Normally, the Canadian pavilion, which Italy built for us in 1957 as part of its war reparations, is a humble, squat sort of octagonal teepee. On one side looms the large British pavilion, done up in the intimidating colonial style. On the other, Germany’s pavilion (built by Hitler a year before the war) is massive and designed in the Fascist style. Canada sort of mumbles in the middle.

But not this year. This year Canada has sent Vancouver’s sleepy-voiced “bastard child of the photoconceptualists,” Steven Shearer. A 10-metre wall has been erected in front of our pavilion and, across that edifice, Shearer has emblazoned a hostile, gleefully worded poem in stone lettering.

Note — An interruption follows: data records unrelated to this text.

use crate::{
    ast::AstNode,
    parsing::lexer::{TokenKind, TokenStream},
};

pub fn claims(stream: &TokenStream) -> bool {
    stream
        .peek()
        .is_some_and(|tok| tok.kind == TokenKind::Divider)
}

pub fn parse(stream: &mut TokenStream) -> Option<AstNode> {
    stream.next()?;
    Some(AstNode::divider())
}
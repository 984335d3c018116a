use crate::{
    ast::{AstNode, ListItemMeta, NodeKind},
    parsing::lexer::{TokenKind, TokenStream},
};

use super::{children, text_node};

pub fn claims(stream: &TokenStream) -> bool {
    stream
        .peek()
        .is_some_and(|tok| matches!(tok.kind, TokenKind::ListItem { .. }))
}

/// One item plus everything indented deeper than its marker. Indented
/// plain lines directly under the item continue its text; after a blank
/// line they start its children.
pub fn parse(stream: &mut TokenStream) -> Option<AstNode> {
    let tok = stream.next()?;
    let TokenKind::ListItem {
        list_type,
        checked,
        number,
    } = tok.kind
    else {
        return None;
    };
    let meta = ListItemMeta {
        list_type,
        checked,
        is_toggleable: false,
        number,
    };
    let mut lines = vec![tok.content];
    while let Some(next) = stream.peek() {
        if next.kind != TokenKind::Paragraph || next.indent <= tok.indent {
            break;
        }
        lines.push(next.content.clone());
        stream.next();
    }
    let node = text_node(NodeKind::ListItem(meta), &lines.join("\n"));
    Some(node.with_children(children(stream, tok.indent)))
}
use crate::{ast::AstNode, ast::NodeKind, parsing::inline::plain_text};

/// Panics with a descriptive message when a tree breaks an AST invariant.
pub fn check(nodes: &[AstNode]) {
    for node in nodes {
        assert!(
            node.kind.is_recursive() || node.children.is_empty(),
            "{} node owns {} children",
            node.type_name(),
            node.children.len()
        );
        if let Some(spans) = &node.formatting {
            assert_eq!(
                plain_text(spans),
                node.content,
                "span text does not reconstruct {} content",
                node.type_name()
            );
            for pair in spans.windows(2) {
                assert!(
                    !pair[0].same_style(&pair[1]),
                    "adjacent spans with identical style in {}",
                    node.type_name()
                );
            }
        }
        if let NodeKind::Heading { level } = node.kind {
            assert!((1..=3).contains(&level), "heading level {level} out of range");
        }
        if let NodeKind::Table(meta) = &node.kind {
            for row in &meta.rows {
                assert_eq!(row.len(), meta.width(), "ragged table row");
            }
        }
        check(&node.children);
    }
}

The poem, inspired by heavy-metal song titles, contains language sure to be called profane.

Once visitors get past that, they’ll duck through a 1.5-metre-high toolshed door and into the pavilion proper. If the initial impression is aimed to be confrontational (and a direct comment on the aggressive architecture that flanks the Canadian pavilion), then the 71 drawings and dozen paintings inside are surprisingly humanistic.

The paintings are of alienated, melancholic young men. There’s a romanticism to these figures and a historical ambiguity to the style Shearer employs. We register their moshpit-ready locks, but do they belong to contemporary bohemia or the actual absinthe-riddled bars of 19th-century Paris? (The “juvenile” strokes and vivid colours recall Munch or Toulouse-Lautrec.) The painting on the facing page is an example of that timeless, romantic humanization of the male waif, the lost boy. It’s also the flip side of the vitriolic poem outside the pavilion, whose text grows from the same macho alienation.

Before leaving for Italy, Shearer gave a rare interview at his studio near Main and Seventh. Past the bustling, staffed office and the library full of art history books lies his inner sanctum. On a leather couch, next to his electric guitar (which he plays prodigiously well), Shearer is friendly but uncomfortable with the attention the Biennale has brought. The loner artist whose work is based on loner culture finds himself in strange waters.

“I’ve never had a career track, a plan,” he says, “because I assumed I’d never have a career at all.” Success like this-the Biennale puts Shearer in the company of B.C. greats like Emily Carr, Jack Shadbolt, Liz Magor, and Rodney Graham-is a sort of accident: an elite four-person committee selected him from among the country’s thousands of working artists. This despite the fact that Shearer is not represented by any Canadian gallery and is better known in public and private collections through Europe and the Middle East. With those foreign deals, he’s normally been able to keep himself separate from the consumers of his work. “And I’ve been happy with that.

“If I were in Italy, say, I’d feel claustrophobic with all the old art there. Here I have the space to work away. I like being left to my own devices. I like that I’m not dominated by any one milieu or academy.”

Now, though, there’s suddenly a spotlight. He looks past me at a painting. “Then again,” he says, “in the end, the work has always been about me. I never made it for someone else.”